> **The records**:
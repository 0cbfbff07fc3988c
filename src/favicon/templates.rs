//! Third-party favicon APIs, in order of preference

use crate::net::is_extended_timeout_domain;

/// Placeholder substituted with the bare domain
pub const DOMAIN_PLACEHOLDER: &str = "{domain}";

pub const GENERAL_TEMPLATES: [&str; 7] = [
    "https://api.iowen.cn/favicon/{domain}.png",
    "https://t2.gstatic.com/faviconV2?client=SOCIAL&type=FAVICON&fallback_opts=TYPE,SIZE,URL&url=https://{domain}&size=128",
    "https://www.google.com/s2/favicons?sz=128&domain={domain}",
    "https://favicons.githubusercontent.com/{domain}",
    "https://icons.duckduckgo.com/ip3/{domain}.ico",
    "https://favicon.im/{domain}?larger=true",
    "https://api.faviconkit.com/{domain}/128",
];

/// For the extended-timeout (mainland China) domain class
pub const EXTENDED_TEMPLATES: [&str; 7] = [
    "https://statics.dnspod.cn/proxy_favicon/_/favicon?domain={domain}",
    "https://api.iowen.cn/favicon/{domain}.png",
    "https://favicon.link/f/{domain}",
    "https://icon.horse/icon/{domain}?size=large",
    "https://t2.gstatic.com/faviconV2?client=SOCIAL&type=FAVICON&fallback_opts=TYPE,SIZE,URL&url=https://{domain}&size=128",
    "https://www.google.com/s2/favicons?sz=128&domain={domain}",
    "https://api.faviconkit.com/{domain}/128",
];

pub fn templates_for(domain: &str) -> &'static [&'static str] {
    if is_extended_timeout_domain(domain) {
        &EXTENDED_TEMPLATES
    } else {
        &GENERAL_TEMPLATES
    }
}

/// Substitute `domain` into every template
pub fn expand(templates: &[&str], domain: &str) -> Vec<String> {
    templates
        .iter()
        .map(|template| template.replace(DOMAIN_PLACEHOLDER, domain))
        .collect()
}

/// Candidate favicon urls for a domain, in the order they are tried
pub fn candidates_for(domain: &str) -> Vec<String> {
    expand(templates_for(domain), domain)
}

#[cfg(test)]
mod tests {
    #![allow(non_snake_case)]

    use super::*;

    #[test]
    fn test_templates_for__general_domain() {
        let candidates = candidates_for("github.com");

        assert_eq!(candidates.len(), 7);
        assert_eq!(candidates[0], "https://api.iowen.cn/favicon/github.com.png");
        assert_eq!(candidates[6], "https://api.faviconkit.com/github.com/128");
    }

    #[test]
    fn test_templates_for__extended_domain() {
        let candidates = candidates_for("www.gov.cn");

        assert_eq!(
            candidates[0],
            "https://statics.dnspod.cn/proxy_favicon/_/favicon?domain=www.gov.cn"
        );
        assert_eq!(candidates[3], "https://icon.horse/icon/www.gov.cn?size=large");
    }

    #[test]
    fn test_every_template_has_placeholder() {
        for template in GENERAL_TEMPLATES.iter().chain(EXTENDED_TEMPLATES.iter()) {
            assert!(template.contains(DOMAIN_PLACEHOLDER), "{template}");
        }
    }

    #[test]
    fn test_expand__replaces_every_occurrence() {
        let expanded = expand(&["http://{domain}/a?d={domain}"], "example.org");
        assert_eq!(expanded, vec!["http://example.org/a?d=example.org"]);
    }
}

> **Your assignment**: Search the lines above for the string "const", then show every one that has it.

> **Result below**:
pub const DOMAIN_PLACEHOLDER: &str = "{domain}";
pub const GENERAL_TEMPLATES: [&str; 7] = [
pub const EXTENDED_TEMPLATES: [&str; 7] = [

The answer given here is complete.